# [EXERCISE]
In the data, find the word "false" and copy out every line that has it.

# [DATA]
============================================================
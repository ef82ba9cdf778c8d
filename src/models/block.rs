use super::ViolationKind;
use crate::constants::MS_PER_SEC;
use serde::{Deserialize, Serialize};
use std::collections::BTreeMap;

/// The `tempBlocklist` mapping: domain -> expiry (epoch ms).
#[derive(Debug, Clone, Default, PartialEq, Eq, Serialize, Deserialize)]
#[serde(transparent)]
pub struct TempBlocklist(BTreeMap<String, i64>);

impl TempBlocklist {
    pub fn expiry(&self, domain: &str) -> Option<i64> {
        self.0.get(domain).copied()
    }

    pub fn insert(&mut self, domain: &str, expires_at: i64) {
        self.0.insert(domain.to_string(), expires_at);
    }

    pub fn remove(&mut self, domain: &str) -> bool {
        self.0.remove(domain).is_some()
    }

    /// Blocks that are still in force at `now_ms`, soonest expiry first.
    pub fn active(&self, now_ms: i64) -> Vec<TimedBlock> {
        let mut blocks: Vec<TimedBlock> = self
            .0
            .iter()
            .filter(|(_, &expires_at)| now_ms < expires_at)
            .map(|(domain, &expires_at)| TimedBlock {
                domain: domain.clone(),
                expires_at,
                remaining_secs: (expires_at - now_ms + MS_PER_SEC / 2).div_euclid(MS_PER_SEC),
            })
            .collect();
        blocks.sort_by(|a, b| a.expires_at.cmp(&b.expires_at).then_with(|| a.domain.cmp(&b.domain)));
        blocks
    }

    pub fn len(&self) -> usize {
        self.0.len()
    }

    pub fn is_empty(&self) -> bool {
        self.0.is_empty()
    }
}

/// The `permanentBlocklist` sequence, in insertion order, without duplicates.
#[derive(Debug, Clone, Default, PartialEq, Eq, Serialize, Deserialize)]
#[serde(transparent)]
pub struct PermanentBlocklist(Vec<String>);

impl PermanentBlocklist {
    pub fn contains(&self, domain: &str) -> bool {
        self.0.iter().any(|d| d == domain)
    }

    /// Returns false if the domain was already present.
    pub fn insert(&mut self, domain: &str) -> bool {
        if self.contains(domain) {
            return false;
        }
        self.0.push(domain.to_string());
        true
    }

    pub fn remove(&mut self, domain: &str) -> bool {
        let before = self.0.len();
        self.0.retain(|d| d != domain);
        self.0.len() != before
    }

    pub fn domains(&self) -> &[String] {
        &self.0
    }
}

/// A temporary block that has not expired yet.
#[derive(Debug, Clone, PartialEq, Eq, Serialize)]
#[serde(rename_all = "camelCase")]
pub struct TimedBlock {
    pub domain: String,
    pub expires_at: i64,
    pub remaining_secs: i64,
}

/// Outcome of a block lookup.
#[derive(Debug, Clone, Copy, PartialEq, Eq)]
pub enum BlockStatus {
    NotBlocked,
    Blocked(ViolationKind),
}

impl BlockStatus {
    pub fn is_blocked(&self) -> bool {
        matches!(self, BlockStatus::Blocked(_))
    }

    pub fn reason(&self) -> Option<ViolationKind> {
        match self {
            BlockStatus::Blocked(kind) => Some(*kind),
            BlockStatus::NotBlocked => None,
        }
    }
}
//! Native messaging host.
//!
//! The extension forwards tab, idle and alarm events plus UI requests over
//! stdin; replies and redirects go back over stdout. Each frame is a
//! little-endian `u32` byte length followed by that many bytes of JSON.

mod messages;

pub use messages::{IncomingMessage, OutgoingMessage};

use crate::blocking::BlockRegistry;
use crate::commands::{Command, CommandHandler, CommandResponse};
use crate::config::GuardConfig;
use crate::constants::{ALARM_PERIOD_SECS, MAX_MESSAGE_SIZE, PERIODIC_SAVE_ALARM};
use crate::guard::{NavigationGuard, NavigationOutcome, TabChange};
use crate::ledger::UsageLedger;
use crate::store::Store;
use crate::tracker::ActiveSessionTracker;
use log::{debug, error, info, warn};
use std::io::{self, Read, Write};
use std::sync::Arc;

pub struct NativeHost {
    tracker: ActiveSessionTracker,
    guard: NavigationGuard,
    commands: CommandHandler,
}

impl NativeHost {
    pub fn new(store: Store, config: &GuardConfig) -> Self {
        let registry = BlockRegistry::new(store.clone());
        let ledger = UsageLedger::new(store.clone(), config.retention_days);
        let tracker = ActiveSessionTracker::new(ledger, Arc::clone(store.clock()));
        let guard = NavigationGuard::new(
            registry.clone(),
            store.clone(),
            &config.blocked_page,
            config.violation_log_cap,
        );
        Self {
            tracker,
            guard,
            commands: CommandHandler::new(registry, store),
        }
    }

    pub fn tracker(&self) -> &ActiveSessionTracker {
        &self.tracker
    }

    /// Serve the extension over stdin/stdout until it disconnects.
    pub fn run(&mut self) -> io::Result<()> {
        let stdin = io::stdin();
        let stdout = io::stdout();
        self.serve(&mut stdin.lock(), &mut stdout.lock())
    }

    /// Announce readiness, then handle frames until `input` closes.
    ///
    /// Undecodable frames are answered with an error message. An oversized
    /// frame or an I/O failure ends the session with an error.
    pub fn serve<R: Read, W: Write>(&mut self, input: &mut R, output: &mut W) -> io::Result<()> {
        write_message(
            output,
            &OutgoingMessage::Ready {
                alarm_name: PERIODIC_SAVE_ALARM.to_string(),
                alarm_period_secs: ALARM_PERIOD_SECS,
            },
        )?;
        info!("Native host ready");

        while let Some(frame) = read_frame(input)? {
            let reply = match serde_json::from_slice::<IncomingMessage>(&frame) {
                Ok(message) => self.handle_message(message),
                Err(e) => {
                    warn!("Undecodable message: {e}");
                    Some(OutgoingMessage::Error {
                        message: format!("Invalid message: {e}"),
                    })
                }
            };
            if let Some(reply) = reply {
                write_message(output, &reply)?;
            }
        }

        // Extension went away; keep what the current tab has accrued
        self.tracker.periodic_save();
        info!("Extension disconnected");
        Ok(())
    }

    pub fn handle_message(&mut self, message: IncomingMessage) -> Option<OutgoingMessage> {
        match message {
            IncomingMessage::TabActivated { tab_id, url } => {
                self.tracker.switch_to(tab_id, url.as_deref());
                None
            }
            IncomingMessage::TabUpdated {
                tab_id,
                status,
                changed_url,
                url,
            } => {
                let change = TabChange {
                    status,
                    url: changed_url,
                };
                match self
                    .guard
                    .on_tab_updated(tab_id, &change, url.as_deref(), &mut self.tracker)
                {
                    Ok(NavigationOutcome::Redirect { tab_id, url }) => {
                        Some(OutgoingMessage::Redirect { tab_id, url })
                    }
                    Ok(NavigationOutcome::Allowed | NavigationOutcome::Ignored) => None,
                    Err(e) => {
                        error!("Failed to check navigation in tab {tab_id}: {e}");
                        None
                    }
                }
            }
            IncomingMessage::IdleStateChanged { state } => {
                self.tracker.idle_state_changed(state);
                None
            }
            IncomingMessage::Alarm { name } => {
                if name == PERIODIC_SAVE_ALARM {
                    self.tracker.periodic_save();
                } else {
                    debug!("Ignoring alarm '{name}'");
                }
                None
            }
            IncomingMessage::Request { id, payload } => {
                let response = match Command::parse(payload) {
                    Ok(command) => self.commands.handle(command),
                    Err(reason) => {
                        warn!("Rejected request {id}: {reason}");
                        CommandResponse::failed(reason)
                    }
                };
                Some(OutgoingMessage::Response { id, response })
            }
        }
    }
}

/// Read one frame. Returns `None` when the input closes between frames; a
/// header cut off partway is an `UnexpectedEof` error.
fn read_frame<R: Read>(input: &mut R) -> io::Result<Option<Vec<u8>>> {
    let mut len_bytes = [0u8; 4];
    let mut filled = 0;
    while let Some(rest) = len_bytes.get_mut(filled..).filter(|rest| !rest.is_empty()) {
        match input.read(rest) {
            Ok(0) if filled == 0 => return Ok(None),
            Ok(0) => {
                return Err(io::Error::new(
                    io::ErrorKind::UnexpectedEof,
                    format!("Length header truncated after {filled} bytes"),
                ))
            }
            Ok(n) => filled += n,
            Err(e) if e.kind() == io::ErrorKind::Interrupted => {}
            Err(e) => return Err(e),
        }
    }

    let len = usize::try_from(u32::from_le_bytes(len_bytes))
        .map_err(|e| io::Error::new(io::ErrorKind::InvalidData, e))?;
    if len > MAX_MESSAGE_SIZE {
        return Err(io::Error::new(
            io::ErrorKind::InvalidData,
            format!("Message too large: {len} bytes (max: {MAX_MESSAGE_SIZE} bytes)"),
        ));
    }

    let mut buffer = vec![0u8; len];
    input.read_exact(&mut buffer)?;
    Ok(Some(buffer))
}

fn write_message<W: Write>(output: &mut W, message: &OutgoingMessage) -> io::Result<()> {
    let json = serde_json::to_vec(message)?;
    let len = u32::try_from(json.len()).map_err(|e| io::Error::new(io::ErrorKind::InvalidData, e))?;

    output.write_all(&len.to_le_bytes())?;
    output.write_all(&json)?;
    output.flush()
}

#[cfg(test)]
mod tests {
    use super::*;
    use crate::clock::{Clock, ManualClock};
    use crate::models::UsageData;
    use crate::test_utils::{setup_test_store, TEST_DATE};
    use serde_json::{json, Value};
    use tempfile::TempDir;

    fn setup() -> (NativeHost, Store, Arc<ManualClock>, TempDir) {
        let (store, clock, dir) = setup_test_store();
        let host = NativeHost::new(store.clone(), &GuardConfig::default());
        (host, store, clock, dir)
    }

    fn frame(value: &Value) -> Vec<u8> {
        let body = serde_json::to_vec(value).unwrap();
        let mut bytes = u32::try_from(body.len()).unwrap().to_le_bytes().to_vec();
        bytes.extend(body);
        bytes
    }

    fn decode_all(mut bytes: &[u8]) -> Vec<Value> {
        let mut messages = Vec::new();
        while let Some(body) = read_frame(&mut bytes).unwrap() {
            messages.push(serde_json::from_slice(&body).unwrap());
        }
        messages
    }

    #[test]
    fn test_read_frame_clean_eof() {
        let mut empty: &[u8] = &[];
        assert!(read_frame(&mut empty).unwrap().is_none());
    }

    #[test]
    fn test_read_frame_rejects_oversized() {
        let len = u32::try_from(MAX_MESSAGE_SIZE + 1).unwrap();
        let bytes = len.to_le_bytes();
        let err = read_frame(&mut &bytes[..]).unwrap_err();
        assert_eq!(err.kind(), io::ErrorKind::InvalidData);
    }

    #[test]
    fn test_read_frame_truncated_header() {
        let bytes = [7u8, 0];
        let err = read_frame(&mut &bytes[..]).unwrap_err();
        assert_eq!(err.kind(), io::ErrorKind::UnexpectedEof);
    }

    #[test]
    fn test_read_frame_truncated_body() {
        let mut bytes = 10u32.to_le_bytes().to_vec();
        bytes.extend(b"abc");
        let err = read_frame(&mut &bytes[..]).unwrap_err();
        assert_eq!(err.kind(), io::ErrorKind::UnexpectedEof);
    }

    #[test]
    fn test_write_message_frames_json() {
        let mut out = Vec::new();
        write_message(&mut out, &OutgoingMessage::Error { message: "x".into() }).unwrap();
        let decoded = decode_all(&out);
        assert_eq!(decoded, vec![json!({"type": "error", "message": "x"})]);
    }

    #[test]
    fn test_serve_sends_ready_first() {
        let (mut host, _store, _clock, _dir) = setup();
        let mut out = Vec::new();
        host.serve(&mut &[][..], &mut out).unwrap();

        let messages = decode_all(&out);
        assert_eq!(
            messages,
            vec![json!({"type": "ready", "alarmName": "periodicSave", "alarmPeriodSecs": 30})]
        );
    }

    #[test]
    fn test_serve_answers_garbage_and_continues() {
        let (mut host, _store, _clock, _dir) = setup();
        let mut input = 5u32.to_le_bytes().to_vec();
        input.extend(b"nope!");
        input.extend(frame(&json!({"type": "request", "id": 1, "payload": {"action": "getBlockState"}})));

        let mut out = Vec::new();
        host.serve(&mut &input[..], &mut out).unwrap();

        let messages = decode_all(&out);
        assert_eq!(messages.len(), 3);
        assert_eq!(messages[1]["type"], "error");
        assert_eq!(messages[2]["type"], "response");
        assert_eq!(messages[2]["success"], true);
    }

    #[test]
    fn test_request_unknown_action() {
        let (mut host, _store, _clock, _dir) = setup();
        let reply = host.handle_message(IncomingMessage::Request {
            id: 9,
            payload: json!({"action": "selfDestruct"}),
        });
        assert_eq!(
            reply,
            Some(OutgoingMessage::Response {
                id: 9,
                response: CommandResponse::failed("Unknown action 'selfDestruct'"),
            })
        );
    }

    #[test]
    fn test_tab_updated_redirects_blocked_domain() {
        let (mut host, _store, _clock, _dir) = setup();
        host.handle_message(IncomingMessage::Request {
            id: 1,
            payload: json!({"action": "addPermanentBlock", "domain": "y.com"}),
        });

        let reply = host.handle_message(IncomingMessage::TabUpdated {
            tab_id: 4,
            status: Some("loading".into()),
            changed_url: Some("https://y.com/feed".into()),
            url: Some("https://y.com/feed".into()),
        });
        assert_eq!(
            reply,
            Some(OutgoingMessage::Redirect { tab_id: 4, url: "blocked.html".into() })
        );
    }

    #[test]
    fn test_alarm_flushes_only_periodic_save() {
        let (mut host, store, clock, _dir) = setup();
        host.handle_message(IncomingMessage::TabActivated {
            tab_id: 1,
            url: Some("https://github.com".into()),
        });
        clock.advance_secs(30);

        host.handle_message(IncomingMessage::Alarm { name: "somethingElse".into() });
        let usage = UsageData::load(&store).unwrap();
        assert_eq!(usage.site(TEST_DATE, "github.com").unwrap().time_spent_secs, 0);

        host.handle_message(IncomingMessage::Alarm { name: PERIODIC_SAVE_ALARM.into() });
        let usage = UsageData::load(&store).unwrap();
        assert_eq!(usage.site(TEST_DATE, "github.com").unwrap().time_spent_secs, 30);
        assert_eq!(host.tracker().state().start_time, Some(clock.now_millis()));
    }
}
============================================================
# [TASK RESULT]
    /// Returns false if the domain was already present.
            return false;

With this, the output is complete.